Seul contre tous, il exhortait la chambre basse à réarmer l'Angleterre, assénant qu'il « fallait prendre l'événement par la main avant qu'il ne vous saisisse à la gorge ». A l'inertie des « hommes honnêtes », Churchill opposait alors la puissance de gouverner de l'homme d'Etat, décideur public à la fois pessimiste et dynamique, pour qui seules les capacités d'action et d'anticipation permettent le triomphe de l'intérêt général.
Car le « triomphe du mal » désigné par Burke n'est autre que la défaite du bien public, morcelé en une bigarrure d'intérêts individuels qu'un gouvernement composé d'hommes, certes « honnêtes » mais également falots et apathiques, se contente d'arbitrer ou de « gérer ».
[...] Face aux dangers de l'immobilisme, le retour d'un État rénové, fort d'une assise institutionnelle renouvelée et de chaînes de décision clarifiées, devrait renforcer la croyance en l'intérêt général d'une société désireuse de trouver en l'homme d'État, non pas l'honnête homme optimiste et inerte, mais le guide dynamique et visionnaire. [...]

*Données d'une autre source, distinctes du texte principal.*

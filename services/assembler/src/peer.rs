//! Peer protocol between assembler hosts.
//!
//! Every operation addresses one application. The one-way operations
//! (`resolve`, `release`, `report`, `remove_system`) only enqueue an event on
//! the receiving application; their result tells the sender whether the
//! message was delivered, never how it was handled.

use std::sync::Arc;

use async_trait::async_trait;
use plexus_contract::Contract;
use plexus_id::{ApplicationId, LeaseId, Phase, Pointer, SystemId};
use thiserror::Error;

use crate::lease::{Lease, LeaseError};
use crate::model::{Assembly, AssemblyPointer, AssemblyState};

#[derive(Debug, Error)]
pub enum PeerError {
    /// The host could not be reached. Senders treat this as the host having
    /// left the application.
    #[error("system {0} unreachable")]
    Unreachable(SystemId),

    #[error("unknown application {0}")]
    UnknownApplication(ApplicationId),

    #[error("rejected: {0}")]
    Rejected(String),

    #[error(transparent)]
    Lease(#[from] LeaseError),
}

impl PeerError {
    pub fn is_unreachable(&self) -> bool {
        matches!(self, Self::Unreachable(_))
    }
}

/// Remote surface of one assembler host.
#[async_trait]
pub trait Peer: Send + Sync {
    /// Host this peer talks to.
    fn system_id(&self) -> SystemId;

    /// Creates the application with the receiver as master. The returned
    /// lease must be renewed by the caller for the application to live.
    async fn prepare(&self, app: ApplicationId) -> Result<Lease, PeerError>;

    /// Creates a slave application. The lease is held by the master.
    async fn prepare_slave(
        &self,
        app: ApplicationId,
        master: SystemId,
        systems: Vec<SystemId>,
    ) -> Result<Lease, PeerError>;

    /// Resolves the whole tree. `None` when resolution failed.
    async fn configure(&self, app: ApplicationId) -> Result<Option<Assembly>, PeerError>;

    /// Records a reuse hint for `pointer`.
    async fn setup(
        &self,
        app: ApplicationId,
        pointer: Pointer,
        state: AssemblyState,
    ) -> Result<AssemblyPointer, PeerError>;

    async fn retrieve(
        &self,
        app: ApplicationId,
        pointer: Pointer,
    ) -> Result<Option<Assembly>, PeerError>;

    /// Tears down the application on the receiving host.
    async fn remove(&self, app: ApplicationId) -> Result<(), PeerError>;

    /// Removes `system` from the participants. `epoch` is the master's phase
    /// after the removal; `None` for a locally detected removal.
    async fn remove_system(
        &self,
        app: ApplicationId,
        system: SystemId,
        epoch: Option<Phase>,
    ) -> Result<(), PeerError>;

    async fn resolve(
        &self,
        app: ApplicationId,
        phase: Phase,
        pointer: Pointer,
        requester: SystemId,
        contract: Contract,
        reuse: bool,
    ) -> Result<(), PeerError>;

    async fn release(
        &self,
        app: ApplicationId,
        phase: Phase,
        pointer: Pointer,
    ) -> Result<(), PeerError>;

    async fn report(
        &self,
        app: ApplicationId,
        phase: Phase,
        pointer: Pointer,
        assembly: Option<Assembly>,
    ) -> Result<(), PeerError>;

    /// Renews a lease granted by the receiving host.
    async fn renew(&self, lease: LeaseId) -> Result<(), PeerError>;
}

/// Resolves host ids to peers.
pub trait PeerDirectory: Send + Sync {
    fn peer(&self, system: SystemId) -> Option<Arc<dyn Peer>>;

    /// Every host currently known, including the local one.
    fn systems(&self) -> Vec<SystemId>;
}
//! plexus Assembler
//!
//! Runs assembly negotiations over an in-process network of hosts described
//! by a JSON scenario and prints the resulting tree.

use std::path::PathBuf;

use anyhow::Result;
use clap::{Parser, Subcommand};
use tracing::info;
use tracing_subscriber::{layer::SubscriberExt, util::SubscriberInitExt, EnvFilter};

use plexus_assembler::config::Config;
use plexus_assembler::scenario::{self, Scenario};

/// plexus assembler
#[derive(Debug, Parser)]
#[command(name = "plexus-assembler")]
#[command(author, version, about, long_about = None)]
struct Cli {
    #[command(subcommand)]
    command: Commands,
}

#[derive(Debug, Subcommand)]
enum Commands {
    /// Configure a scenario's root and print the assembly tree.
    Simulate {
        /// Scenario file (JSON).
        scenario: PathBuf,

        /// Cut this host off the network once the application is prepared.
        #[arg(long, value_name = "HOST")]
        remove: Option<String>,
    },
}

#[tokio::main]
async fn main() -> Result<()> {
    let config = Config::from_env()?;

    tracing_subscriber::registry()
        .with(EnvFilter::try_from_default_env().unwrap_or_else(|_| config.log_level.clone().into()))
        .with(tracing_subscriber::fmt::layer().json().with_writer(std::io::stderr))
        .init();

    let cli = Cli::parse();
    match cli.command {
        Commands::Simulate { scenario: path, remove } => {
            let loaded = Scenario::from_path(&path)?;
            info!(
                scenario = %path.display(),
                hosts = loaded.hosts.len(),
                "Starting simulation"
            );

            let tree = scenario::simulate(&loaded, remove.as_deref()).await?;
            println!("{}", serde_json::to_string_pretty(&tree)?);
        }
    }

    Ok(())
}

[...] Issus de cette société aux tendances apathiques, les hommes honnêtes qui en conduisent les affaires cherchent à préserver l'ordre établi forts d'un optimisme qui masque mal leur inertie. Convaincus que le laisser-faire débouchera naturellement sur le bien public, leur gestion de l'État, caractérisée par un court-termisme délétère, mène la société sur le chemin de l'évanescence et de la décadence. Aussi Rome, après avoir connu de solides chefs militaires, impavides devant le risque guerrier et portés par une administration impériale aussi puissante qu'efficace, s'est-elle mue en une société conservatrice, arc-boutée derrière son limes et préoccupée par l'arbitrage de luttes intestines entre patriciens et plébéiens, chrétiens et païens. [...]
[...] La présence locale de l'État s'amoindrit et les mentalités sociales n'ont que partiellement intégré la coopération intercommunale, les Conseils généraux et les Conseils régionaux comme autant de nouvelles figures d'exercice d'un pouvoir autrefois dévolu aux seuls maires et préfets. Subséquemment, la société oppose à l'État une révolte passive marquée par la démobilisation politique et l'absentéisme électoral. Il y a là un rapport presque nihiliste de la société à l'État qui la rend vulnérable à la rouille décrite par Tocqueville dans De la Démocratie en Amérique. Aux yeux de la société, l'autorité semble être exercée de façon fébrile par un État qui lui inspire de plus en plus de méfiance. [...]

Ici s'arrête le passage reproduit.